Analytics efforts should integrate with overall corporate strategic imperatives, and also be organized to encourage cross-departmental cooperation at both the leadership and implementation levels.  This means breaking down fiefdoms and sharing technology, data, and lessons learned across the organization. Investments to develop analytics capabilities require dedicated and focused capital effort, especially as they come on the heels of major spending on EHR systems.

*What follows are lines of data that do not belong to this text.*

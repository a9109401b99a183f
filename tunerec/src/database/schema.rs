//! Database schema definitions.

/// SQL schema for the recording database.
pub const SCHEMA_SQL: &str = r#"
-- Recorded programs table
-- A row is inserted the moment a capture session starts (recording = 1)
-- and updated with refreshed metadata when the session ends.
CREATE TABLE IF NOT EXISTS recorded (
    id INTEGER PRIMARY KEY AUTOINCREMENT,
    program_id INTEGER NOT NULL,
    channel_id INTEGER NOT NULL,
    channel_type TEXT NOT NULL,          -- GR/BS/CS/SKY
    start_at INTEGER NOT NULL,           -- ms epoch
    end_at INTEGER NOT NULL,             -- ms epoch
    name TEXT NOT NULL,
    description TEXT,
    extended TEXT,
    genre1 INTEGER,
    genre2 INTEGER,
    rule_id INTEGER,                     -- NULL for manual reservations
    -- Capture output
    rec_path TEXT NOT NULL,              -- captured TS file
    filesize INTEGER,                    -- bytes, filled on finish
    -- State
    recording INTEGER NOT NULL DEFAULT 1,
    -- Metadata
    created_at INTEGER DEFAULT (strftime('%s', 'now')),
    updated_at INTEGER DEFAULT (strftime('%s', 'now'))
);

-- Additional output files produced by the encode pipeline
CREATE TABLE IF NOT EXISTS encoded (
    id INTEGER PRIMARY KEY AUTOINCREMENT,
    recorded_id INTEGER NOT NULL,
    name TEXT NOT NULL,
    path TEXT NOT NULL,
    created_at INTEGER DEFAULT (strftime('%s', 'now')),
    FOREIGN KEY(recorded_id) REFERENCES recorded(id) ON DELETE CASCADE
);

-- Recording rules
-- The search predicate and output options are stored as JSON documents;
-- they are opaque to SQL and always evaluated in code.
CREATE TABLE IF NOT EXISTS rules (
    id INTEGER PRIMARY KEY AUTOINCREMENT,
    search TEXT NOT NULL,                -- RuleSearchOption JSON
    option TEXT NOT NULL,                -- RecordOption JSON
    enabled INTEGER NOT NULL DEFAULT 1,
    created_at INTEGER DEFAULT (strftime('%s', 'now')),
    updated_at INTEGER DEFAULT (strftime('%s', 'now'))
);

-- EPG snapshot backing the program store contract
CREATE TABLE IF NOT EXISTS programs (
    id INTEGER PRIMARY KEY,
    channel_id INTEGER NOT NULL,
    channel TEXT NOT NULL,               -- physical multiplex identifier
    service_id INTEGER NOT NULL,
    channel_type TEXT NOT NULL,
    start_at INTEGER NOT NULL,
    end_at INTEGER NOT NULL,
    name TEXT NOT NULL,
    description TEXT,
    extended TEXT,
    genre1 INTEGER,
    genre2 INTEGER,
    is_free INTEGER NOT NULL DEFAULT 1,
    channel_name TEXT NOT NULL,
    updated_at INTEGER DEFAULT (strftime('%s', 'now'))
);

-- Indexes for efficient queries
CREATE INDEX IF NOT EXISTS idx_recorded_program ON recorded(program_id);
CREATE INDEX IF NOT EXISTS idx_recorded_recording ON recorded(recording);
CREATE INDEX IF NOT EXISTS idx_encoded_recorded ON encoded(recorded_id);
CREATE INDEX IF NOT EXISTS idx_rules_enabled ON rules(enabled);
CREATE INDEX IF NOT EXISTS idx_programs_start ON programs(start_at);
CREATE INDEX IF NOT EXISTS idx_programs_channel ON programs(channel_id);

-- Trigger to update updated_at on recorded
CREATE TRIGGER IF NOT EXISTS recorded_updated_at
AFTER UPDATE ON recorded
BEGIN
    UPDATE recorded SET updated_at = strftime('%s', 'now') WHERE id = NEW.id;
END;

-- Trigger to update updated_at on rules
CREATE TRIGGER IF NOT EXISTS rules_updated_at
AFTER UPDATE ON rules
BEGIN
    UPDATE rules SET updated_at = strftime('%s', 'now') WHERE id = NEW.id;
END;
"#;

Outlining a few of the key challenges

Market conditions are less and less forgiving. Focus and pressure on consumerism to provide a better experience

Leveraging an insights-as-a-service approach

Building a solution—especially one that accommodates an entirely new business focus on consumerism—requires significant time and capital resources. At the speed of change today, even the largest healthcare players are turning to other options. Insights-as-a-service platforms are popping up like Starbucks on the corner in its heyday. But these are often little more than a dashboard and lower-level data scientists identifying data patterns. True Insights-as-a-service is an analytics model that allows the organization to ask the questions, the analytics partner to supply the data align, and the combination of data scientists and business experts to supply the answer to very specific questions. The model can still be costly, but the capital outlay is much lower and the time to insight is much, much shorter.

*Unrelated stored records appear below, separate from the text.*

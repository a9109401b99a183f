//! Logging setup: console output plus a daily-rotated log file.
//!
//! Components log through the `log` macros; `tracing-log` bridges them
//! into the tracing subscriber configured here. Old log files past the
//! retention window are removed at startup.

use std::io;
use std::path::Path;

use chrono::{DateTime, Local};
use tracing_subscriber::{fmt, prelude::*, EnvFilter};

const LOG_FILE_PREFIX: &str = "tunerec.log";

/// Install the global subscriber: an ANSI console layer and a non-blocking
/// daily-rotated file layer under `log_dir`.
pub fn init_logging(
    log_dir: &Path,
    retention_days: u64,
    verbose: bool,
) -> Result<(), Box<dyn std::error::Error>> {
    std::fs::create_dir_all(log_dir)?;
    prune_old_logs(log_dir, retention_days)?;

    let file_appender = tracing_appender::rolling::daily(log_dir, LOG_FILE_PREFIX);
    let (file_writer, guard) = tracing_appender::non_blocking(file_appender);
    // The writer guard must outlive the process or buffered lines are lost.
    std::mem::forget(guard);

    let default_level = if verbose { "debug" } else { "info" };
    let filter =
        EnvFilter::try_from_default_env().unwrap_or_else(|_| EnvFilter::new(default_level));

    let console_layer = fmt::layer()
        .with_writer(io::stdout)
        .with_target(true)
        .with_timer(LocalTimer);
    let file_layer = fmt::layer()
        .with_writer(file_writer)
        .with_target(true)
        .with_thread_ids(true)
        .with_file(true)
        .with_line_number(true)
        .with_ansi(false)
        .with_timer(LocalTimer);

    let subscriber = tracing_subscriber::registry()
        .with(filter)
        .with(console_layer)
        .with(file_layer);
    tracing::subscriber::set_global_default(subscriber)?;

    // Route log:: macro calls into tracing.
    tracing_log::LogTracer::init()?;

    Ok(())
}

/// Delete rotated log files whose modification time is past the
/// retention window.
fn prune_old_logs(log_dir: &Path, retention_days: u64) -> io::Result<()> {
    if !log_dir.exists() {
        return Ok(());
    }
    let cutoff = Local::now() - chrono::Duration::days(retention_days as i64);

    for entry in std::fs::read_dir(log_dir)? {
        let entry = entry?;
        let path = entry.path();
        let is_log = path
            .file_name()
            .and_then(|n| n.to_str())
            .map(|n| n.contains(LOG_FILE_PREFIX))
            .unwrap_or(false);
        if !path.is_file() || !is_log {
            continue;
        }

        let modified = match entry.metadata().and_then(|m| m.modified()) {
            Ok(t) => DateTime::<Local>::from(t),
            Err(_) => continue,
        };
        if modified < cutoff {
            if let Err(e) = std::fs::remove_file(&path) {
                eprintln!("Could not remove old log file {:?}: {}", path, e);
            }
        }
    }

    Ok(())
}

/// Local-time timestamps in log lines.
#[derive(Debug, Clone, Copy)]
struct LocalTimer;

impl fmt::time::FormatTime for LocalTimer {
    fn format_time(&self, w: &mut fmt::format::Writer) -> std::fmt::Result {
        write!(w, "{}", Local::now().format("%Y-%m-%dT%H:%M:%S%.6f"))
    }
}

These key considerations can help to safeguard an organization’s investment in insights-as-a-service:

  1. Clarity and focus on the insight. Articulate clear outcomes. For example, if you want to reduce patient readmissions, then the insights being purchased should focus on that desired outcome versus the number of activities completed. Partners with deep domain experience should be able to help you refine your question set and assist you in finding insights that you may have overlooked.
  2. Partner management and incentives—this is not staff augmentation. Analytics partners should be thought of as just that—partners, not vendors. Look for partners that come to the relationship with tools, licenses to external data sources, pre-build algorithms, and data scientists—you are not contracting just for staff resources—you are buying the answer.
  3. Avoid being held hostage to the relationship. Ensure that knowledge transfer is a contractual element, not to create your own data scientists, but to improve the internal capability to support advanced outcomes-based partnering models.

Integrating it all

No insight has any end value if it can’t be integrated into business practices or meaningfully improve a key patient experience.  The initial undertaking of assessing and mapping out the ability to become a data-driven and a consumer-oriented organization can seem overwhelming. Often it is the process of integrating the insights into the enterprise and workflow that takes even more organizational fortitude and perseverance. After all, it means challenging the status quo; and change—whether perceived as positive or negative—can be difficult for even the most progressive organizations. However, coming to the table with a well-derived, on-strategy approach to consumer analytics is a good place to start.